Транспортная служба безопасности США (TSA) предложилановые правила для защиты транспортной инфраструктуры от кибератак. Меры должны закрепить и дополнить временные директивы, которые были введены после атаки на компанию Colonial Pipeline в 2021 году. Новые правила – одно из последних действий администрации Джо Байдена по усилению кибербезопасности критически важной инфраструктуры перед передачей власти.

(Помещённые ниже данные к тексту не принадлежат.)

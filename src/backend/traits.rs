//! Collaborator traits implemented by the host rendering framework
//!
//! The orchestrator never owns a device, a swapchain or a command buffer. It
//! talks to them through the traits below, which the Vulkan backend and the
//! dummy backend both implement.

use crate::backend::types::*;
use crate::render_graph::PassDefinition;
use crate::resources::{Attachment, RenderTarget};
use thiserror::Error;

/// Backend error type
#[derive(Error, Debug)]
pub enum BackendError {
    #[error("Failed to create texture: {0}")]
    TextureCreationFailed(String),
    #[error("Failed to record or submit commands: {0}")]
    SubmissionFailed(String),
    #[error("Failed to present: {0}")]
    PresentFailed(String),
    #[error("Out of memory")]
    OutOfMemory,
    #[error("Device lost")]
    DeviceLost,
}

pub type BackendResult<T> = Result<T, BackendError>;

/// Handle to a GPU texture owned by the backend
#[derive(Debug, Clone, Copy, PartialEq, Eq, Hash)]
pub struct TextureHandle(u64);

impl TextureHandle {
    pub const fn from_raw(raw: u64) -> Self {
        Self(raw)
    }

    pub fn raw(&self) -> u64 {
        self.0
    }
}

/// The renderable image handed out by the surface.
///
/// Move-only: building a render target consumes it and releasing the target
/// gives it back.
#[derive(Debug)]
pub struct SurfaceImage {
    texture: TextureHandle,
    extent: Extent2d,
    format: TextureFormat,
    usage: TextureUsage,
}

impl SurfaceImage {
    pub fn new(
        texture: TextureHandle,
        extent: Extent2d,
        format: TextureFormat,
        usage: TextureUsage,
    ) -> Self {
        Self {
            texture,
            extent,
            format,
            usage,
        }
    }

    pub fn texture(&self) -> TextureHandle {
        self.texture
    }

    pub fn extent(&self) -> Extent2d {
        self.extent
    }

    pub fn format(&self) -> TextureFormat {
        self.format
    }

    pub fn usage(&self) -> TextureUsage {
        self.usage
    }
}

/// Output surface: supplies renderable images and accepts the finished frame
pub trait SurfaceProvider {
    /// Request the usage every subsequently acquired image must support
    fn configure_usage(&mut self, usage: TextureUsage) -> BackendResult<()>;

    /// Current extent of the output surface
    fn surface_extent(&self) -> Extent2d;

    /// Acquire a renderable image for a new render target configuration
    fn acquire_image(&mut self) -> BackendResult<SurfaceImage>;

    /// Hand the composited image over for presentation
    fn present(&mut self, texture: TextureHandle) -> BackendResult<()>;
}

/// Device capabilities and texture allocation
pub trait GraphicsDevice {
    /// Whether `format` can back a depth/stencil attachment with optimal tiling
    fn supports_depth_attachment(&self, format: TextureFormat) -> bool;

    /// Create a texture
    fn create_texture(&mut self, desc: &TextureDescriptor) -> BackendResult<TextureHandle>;

    /// Destroy a texture
    fn destroy_texture(&mut self, texture: TextureHandle);
}

/// Command recording for one frame
pub trait CommandRecorder {
    /// Set viewport
    fn set_viewport(&mut self, x: f32, y: f32, width: f32, height: f32, min_depth: f32, max_depth: f32);

    /// Set scissor rect
    fn set_scissor_rect(&mut self, x: u32, y: u32, width: u32, height: u32);

    /// Begin the render pass described by `pass` over every attachment of
    /// `target`. The tracked layouts of `target` are the layouts the
    /// attachments are in when the pass starts.
    fn begin_render_pass(&mut self, pass: &PassDefinition, target: &RenderTarget) -> BackendResult<()>;

    /// Submit the draws of every subpass of `pass`
    fn draw_pass(&mut self, pass: &PassDefinition, target: &RenderTarget) -> BackendResult<()>;

    /// Draw the debug UI overlay into the current render pass
    fn draw_overlay(&mut self) -> BackendResult<()>;

    /// End the current render pass
    fn end_render_pass(&mut self) -> BackendResult<()>;

    /// Record a layout transition for one attachment
    fn image_memory_barrier(
        &mut self,
        attachment: &Attachment,
        barrier: &ImageMemoryBarrier,
    ) -> BackendResult<()>;
}
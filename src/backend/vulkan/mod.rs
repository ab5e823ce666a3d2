//! Vulkan backend using ash
//!
//! The host owns the instance, device, swapchain and command buffers. This
//! backend allocates the transient attachments through gpu-allocator, builds
//! render pass and framebuffer objects for each pass definition and records
//! barriers and render pass scopes.

mod conversion;
mod device;
mod recorder;

pub use conversion::*;
pub use device::VulkanDevice;
pub use recorder::{PassDrawer, VulkanRecorder};
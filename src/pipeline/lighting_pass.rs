//! Lighting pass
//!
//! Fullscreen pass that reads depth, albedo and normal as input attachments
//! and writes lit radiance into the post-input attachment.

use crate::backend::types::LoadStoreInfo;
use crate::error::MultipassResult;
use crate::render_graph::pass::*;
use crate::render_graph::GBUFFER_ATTACHMENTS;
use crate::resources::AttachmentRole;

pub const LIGHTING_VERTEX_SHADER: &str = "deferred/lighting.vert";
pub const LIGHTING_FRAGMENT_SHADER: &str = "deferred/lighting.frag";

/// Build the lighting pass definition
pub fn lighting_pass() -> MultipassResult<PassDefinition> {
    let subpass = SubpassSpec::new(
        "lighting",
        ShaderStages::new(LIGHTING_VERTEX_SHADER, LIGHTING_FRAGMENT_SHADER),
    )
    .with_inputs(&GBUFFER_ATTACHMENTS)
    .with_outputs(&[AttachmentRole::PostInput.index()]);

    // Normal is cleared along with the output even though it is read here
    let load_store = [
        LoadStoreInfo::load_store(),
        LoadStoreInfo::load_store(),
        LoadStoreInfo::load_store(),
        LoadStoreInfo::clear_store(),
        LoadStoreInfo::clear_store(),
    ];

    PassDefinition::new(PassRole::Lighting, vec![subpass], load_store, super::gbuffer_clear_values())
}
//! Scene collaborator

/// The scene and camera owned by the host framework.
///
/// The orchestrator never traverses the scene; pass drawing goes through the
/// recorder. It only needs the camera's aspect ratio to lay out the options
/// window.
pub trait SceneProvider {
    fn camera_aspect_ratio(&self) -> f32;
}

/// Scene with a fixed camera aspect ratio, for headless use
#[derive(Debug, Clone, Copy)]
pub struct FixedAspectScene {
    pub aspect_ratio: f32,
}

impl SceneProvider for FixedAspectScene {
    fn camera_aspect_ratio(&self) -> f32 {
        self.aspect_ratio
    }
}
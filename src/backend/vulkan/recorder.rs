//! Command recording into a Vulkan command buffer.

use ash::vk;

use super::conversion::*;
use super::device::VulkanDevice;
use crate::backend::traits::*;
use crate::backend::types::*;
use crate::render_graph::PassDefinition;
use crate::resources::{Attachment, RenderTarget};

/// Scene drawing supplied by the host framework.
///
/// Pipelines, descriptor sets and geometry belong to the host; the recorder
/// only opens the render pass and asks for each subpass's draws.
pub trait PassDrawer {
    /// Record the draws of subpass `subpass` of `pass`
    fn draw_subpass(
        &mut self,
        command_buffer: vk::CommandBuffer,
        pass: &PassDefinition,
        subpass: usize,
    ) -> BackendResult<()>;

    /// Record the UI overlay into the current subpass
    fn draw_overlay(&mut self, command_buffer: vk::CommandBuffer) -> BackendResult<()>;
}

/// [`CommandRecorder`] over a command buffer in the recording state
pub struct VulkanRecorder<'a> {
    device: &'a mut VulkanDevice,
    command_buffer: vk::CommandBuffer,
    drawer: &'a mut dyn PassDrawer,
}

impl<'a> VulkanRecorder<'a> {
    pub fn new(
        device: &'a mut VulkanDevice,
        command_buffer: vk::CommandBuffer,
        drawer: &'a mut dyn PassDrawer,
    ) -> Self {
        Self {
            device,
            command_buffer,
            drawer,
        }
    }

    pub fn command_buffer(&self) -> vk::CommandBuffer {
        self.command_buffer
    }
}

impl CommandRecorder for VulkanRecorder<'_> {
    fn set_viewport(&mut self, x: f32, y: f32, width: f32, height: f32, min_depth: f32, max_depth: f32) {
        let viewport = vk::Viewport {
            x,
            y,
            width,
            height,
            min_depth,
            max_depth,
        };
        unsafe {
            self.device
                .device()
                .cmd_set_viewport(self.command_buffer, 0, &[viewport]);
        }
    }

    fn set_scissor_rect(&mut self, x: u32, y: u32, width: u32, height: u32) {
        let scissor = vk::Rect2D {
            offset: vk::Offset2D { x: x as i32, y: y as i32 },
            extent: vk::Extent2D { width, height },
        };
        unsafe {
            self.device
                .device()
                .cmd_set_scissor(self.command_buffer, 0, &[scissor]);
        }
    }

    fn begin_render_pass(&mut self, pass: &PassDefinition, target: &RenderTarget) -> BackendResult<()> {
        let render_pass = self.device.render_pass(pass, target)?;
        let framebuffer = self.device.framebuffer(render_pass, target)?;

        let clear_values: Vec<vk::ClearValue> = (0..target.attachments().len())
            .map(|index| convert_clear_value(pass.clear_value(index)))
            .collect();
        let extent = target.extent();
        let begin_info = vk::RenderPassBeginInfo::default()
            .render_pass(render_pass)
            .framebuffer(framebuffer)
            .render_area(vk::Rect2D {
                offset: vk::Offset2D { x: 0, y: 0 },
                extent: vk::Extent2D {
                    width: extent.width,
                    height: extent.height,
                },
            })
            .clear_values(&clear_values);

        unsafe {
            self.device.device().cmd_begin_render_pass(
                self.command_buffer,
                &begin_info,
                vk::SubpassContents::INLINE,
            );
        }
        Ok(())
    }

    fn draw_pass(&mut self, pass: &PassDefinition, _target: &RenderTarget) -> BackendResult<()> {
        for subpass in 0..pass.subpasses().len() {
            if subpass > 0 {
                unsafe {
                    self.device
                        .device()
                        .cmd_next_subpass(self.command_buffer, vk::SubpassContents::INLINE);
                }
            }
            self.drawer.draw_subpass(self.command_buffer, pass, subpass)?;
        }
        Ok(())
    }

    fn draw_overlay(&mut self) -> BackendResult<()> {
        self.drawer.draw_overlay(self.command_buffer)
    }

    fn end_render_pass(&mut self) -> BackendResult<()> {
        unsafe {
            self.device.device().cmd_end_render_pass(self.command_buffer);
        }
        Ok(())
    }

    fn image_memory_barrier(
        &mut self,
        attachment: &Attachment,
        barrier: &ImageMemoryBarrier,
    ) -> BackendResult<()> {
        let image = self.device.image(attachment.texture()).ok_or_else(|| {
            BackendError::SubmissionFailed(format!("{} attachment has no image", attachment.role()))
        })?;

        let image_barrier = vk::ImageMemoryBarrier::default()
            .old_layout(convert_image_layout(barrier.old_layout))
            .new_layout(convert_image_layout(barrier.new_layout))
            .src_access_mask(convert_access_flags(barrier.src_access_mask))
            .dst_access_mask(convert_access_flags(barrier.dst_access_mask))
            .src_queue_family_index(vk::QUEUE_FAMILY_IGNORED)
            .dst_queue_family_index(vk::QUEUE_FAMILY_IGNORED)
            .image(image)
            .subresource_range(vk::ImageSubresourceRange {
                aspect_mask: aspect_mask(attachment.format()),
                base_mip_level: 0,
                level_count: 1,
                base_array_layer: 0,
                layer_count: 1,
            });

        unsafe {
            self.device.device().cmd_pipeline_barrier(
                self.command_buffer,
                convert_pipeline_stages(barrier.src_stage_mask),
                convert_pipeline_stages(barrier.dst_stage_mask),
                vk::DependencyFlags::empty(),
                &[],
                &[],
                &[image_barrier],
            );
        }
        Ok(())
    }
}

Целью новых правил является укрепление кибербезопасности и унификация подходов для ключевых секторов транспортной системы США. По словам TSA, агентство активно взаимодействовало с отраслевыми партнёрами, поэтому в новой инициативе учитываются также пожелания индустрии по защите объектов транспортной инфраструктуры.
Напомним, что после атаки на Colonial Pipeline в мае 2021 года TSA впервые ввела обязательные кибертребования для трубопроводов, так как ранее меры безопасности в этой сфере носили добровольный характер. Однако первоначальные директивы вызвали недовольство у некоторых представителей нефтегазовой отрасли. Впоследствии TSA доработала свои требования, чтобы учесть пожелания бизнеса. Поскольку временные меры нуждаются в ежегодном продлении, TSA решила перейти к разработке постоянных регуляций.
Предложенные правила коснутся примерно 300 операторов из секторов грузовых и пассажирских железных дорог, железнодорожного и трубопроводного транспорта, а также авиации. Новые нормы обяжут компании разрабатывать программы управления киберрисками и операционные планы по кибербезопасности, включая регулярные аудиты для проверки их эффективности. Кроме того, организации должны будут оперативно сообщать CISA о киберинцидентах. Также среди требований TSA – следование принципам CISA secure-by-design и secure-by-default, а также введение стандартов для обучения, сертификации и проверки сотрудников.
Требования коснутся не только существующих объектов, но и расширятся на крупные трубопроводы для транспортировки опасных жидкостей или углекислого газа, особенно если они имеют стратегическое значение для Министерства обороны США.
Ожидается, что новые правила затронут 73 грузовых железных дороги, 34 общественные транспортные системы и пассажирские железные дороги, а также 115 трубопроводных объектов. Более того, 71 автотранспортная компания должна будет отчитываться о значительных инцидентах безопасности.